Related – CBA Sells CFS Stake, Flags $1.5b COVID Charge
Commonwealth Bank has set aside $1.5 billion for potential defaults on account of COVID-19-related shutdowns.
The provision, announced in Wednesday’s third-quarter trading update, takes the total forward provisions by the big four banks
to just over $4.49 billion.
New accounting rules require banks and some other companies to estimate future losses, write-downs, impairments rather than account and provide for them after the loans have gone bad or the mortgagee has collapsed.
CBA joins its other rivals in taking a hit from the COVID-19 related restrictions that resulted in economic activity coming to a standstill and led to business closures.
Westpac has taken a $1.6 billion charge. ANZ has put aside $1 billion in COVID-19 provisions, while NAB has made provisions for $807 million.
While Westpac and ANZ have deferred dividend payouts, CBA completed its $3.5 billion interim dividend payment in March.
Australia’s largest bank reported that cash profit for the third quarter from continuing operations was $1.3 billion.

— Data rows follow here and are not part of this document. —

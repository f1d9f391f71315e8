//! The provider seam: one trait all market-data sources implement.

use crate::error::ApiResult;
use async_trait::async_trait;
use coinwatch_core::{MarketSnapshot, OhlcCandle, PricePoint};
use serde::Serialize;
use std::fmt;

/// Operations the router can dispatch. Providers advertise the subset they
/// are good at; the router prefers a specialist and falls back to the rest.
#[derive(Debug, Clone, Copy, PartialEq, Eq, Serialize)]
#[serde(rename_all = "snake_case")]
pub enum Operation {
    /// Quotes for many symbols in one call.
    BulkQuotes,
    /// Top-of-market listing.
    MarketOverview,
    /// Historical price series for one coin.
    HistoricalSeries,
    /// OHLC candles for one coin.
    Ohlc,
    /// 7-day sparkline for one coin.
    Sparkline,
}

impl Operation {
    pub const fn as_str(self) -> &'static str {
        match self {
            Self::BulkQuotes => "bulk_quotes",
            Self::MarketOverview => "market_overview",
            Self::HistoricalSeries => "historical_series",
            Self::Ohlc => "ohlc",
            Self::Sparkline => "sparkline",
        }
    }
}

impl fmt::Display for Operation {
    fn fmt(&self, f: &mut fmt::Formatter<'_>) -> fmt::Result {
        f.write_str(self.as_str())
    }
}

/// A market-data source.
///
/// Methods take ticker symbols; each implementation resolves them to its own
/// identifier scheme through the shared token map.
#[async_trait]
pub trait MarketDataProvider: Send + Sync {
    /// Short provider name used in status output and logs.
    fn name(&self) -> &'static str;

    /// Operations this provider is the preferred source for.
    fn specializations(&self) -> &'static [Operation];

    /// Current quotes for the given symbols.
    async fn market_snapshots(&self, symbols: &[String]) -> ApiResult<Vec<MarketSnapshot>>;

    /// Historical price series covering the trailing `hours`.
    async fn price_series(&self, symbol: &str, hours: i64) -> ApiResult<Vec<PricePoint>>;

    /// Validated OHLC candles over a day window.
    async fn ohlc(&self, symbol: &str, days: u32) -> ApiResult<Vec<OhlcCandle>>;

    /// 7-day sparkline prices.
    async fn sparkline(&self, symbol: &str) -> ApiResult<Vec<f64>>;
}

#[cfg(test)]
mod tests {
    use super::*;

    #[test]
    fn operation_names_are_stable() {
        assert_eq!(Operation::BulkQuotes.to_string(), "bulk_quotes");
        assert_eq!(Operation::Ohlc.to_string(), "ohlc");
        assert_eq!(Operation::HistoricalSeries.as_str(), "historical_series");
    }
}
//! Main commands enum and primary subcommands.
//!
//! This module defines the available commands for the CLI tool.

use clap::Subcommand;

/// Available commands for the market tracking tool.
#[derive(Subcommand)]
pub enum Commands {
    /// Fetch current quotes for tracked tokens and store them
    Fetch {
        /// Tokens to fetch (defaults to the full tracked set)
        tokens: Vec<String>,
        /// Force a specific provider ("coingecko" or "coinmarketcap")
        #[arg(short, long)]
        provider: Option<String>,
        /// Also refresh the cached 7-day sparkline per token
        #[arg(long)]
        sparklines: bool,
    },

    /// Show the latest stored prices
    Prices {
        /// Tokens to show (defaults to everything in the database)
        tokens: Vec<String>,
    },

    /// Show stored price history for a token
    History {
        /// Token symbol or CoinGecko ID
        token: String,
        /// Lookback window: 1h, 24h, or 7d
        #[arg(short, long, default_value = "24h")]
        timeframe: String,
        /// Maximum number of points to show
        #[arg(short, long)]
        limit: Option<u32>,
    },

    /// Show a token's 7-day sparkline
    Sparkline {
        /// Token symbol or CoinGecko ID
        token: String,
        /// Fetch a fresh series instead of using the cached one
        #[arg(long)]
        refresh: bool,
    },

    /// Compare a token's volatility against the tracked market
    Volatility {
        /// Token symbol or CoinGecko ID
        token: String,
        /// Lookback window: 1h, 24h, or 7d
        #[arg(short, long, default_value = "24h")]
        timeframe: String,
    },

    /// Run technical analysis (SMA/EMA/RSI, trend) over stored history
    Analyze {
        /// Token symbol or CoinGecko ID
        token: String,
        /// Lookback window: 1h, 24h, or 7d
        #[arg(short, long, default_value = "7d")]
        timeframe: String,
    },

    /// Fetch and validate OHLC candles for a token
    Ohlc {
        /// Token symbol or CoinGecko ID
        token: String,
        /// Day window (clamped to the provider's allowed set)
        #[arg(short, long, default_value = "1")]
        days: u32,
    },

    /// Show provider availability and usage counters
    Status,

    /// Report how well the token mapping covers the tracked set
    Coverage,

    /// Add or replace a symbol -> CoinGecko ID alias
    Alias {
        /// Token symbol (stored upper-case)
        symbol: String,
        /// CoinGecko coin ID (e.g. "cardano")
        coingecko_id: String,
    },
}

Net profit for the March quarter from continuing operations was $1.3 billion, as operating income remained flat.
The Commonwealth Bank said the $1.5 billion charge was for the potential longer-term impacts of COVID-19.
It said it has considered a range of scenarios and in its base case scenario and expects unemployment to hover around 8% in 2020 and 2021 while housing prices may fall 11% over three years.
It also took a $135 million charge relating to customer remediation in the wake of the banking royal commission, which pushed up operating expenses by 5% during the March quarter.
The bank’s total provisions have risen to $6.4 billion.
Loan impairment expense was $1.6 billion in the March quarter or 80 basis points of gross loans and acceptances. (0.8%).
The bank’s shares rose 1.1% to $60.37.
CBA separately announced it would sell a 55% stake in Colonial First State to global investment firm KKR for $1.7 billion.
“The transaction is consistent with CBA’s strategy to focus on its core banking businesses and to create a simpler and better
bank, while allowing CFS to become a more focused standalone business,” the bank said.
The sale will result in a post-tax profit of $1.5 billion and lift CBA’s CET1 capital ratio by another 30-40 basis points, the bank said, helping offset the $1.5 billion forward provision.
CBA has previously sold CFS Global Asset Management to Japan’s Mitsubishi, the Comminsure business to AIA as well as stakes in its former financial advisory businesses.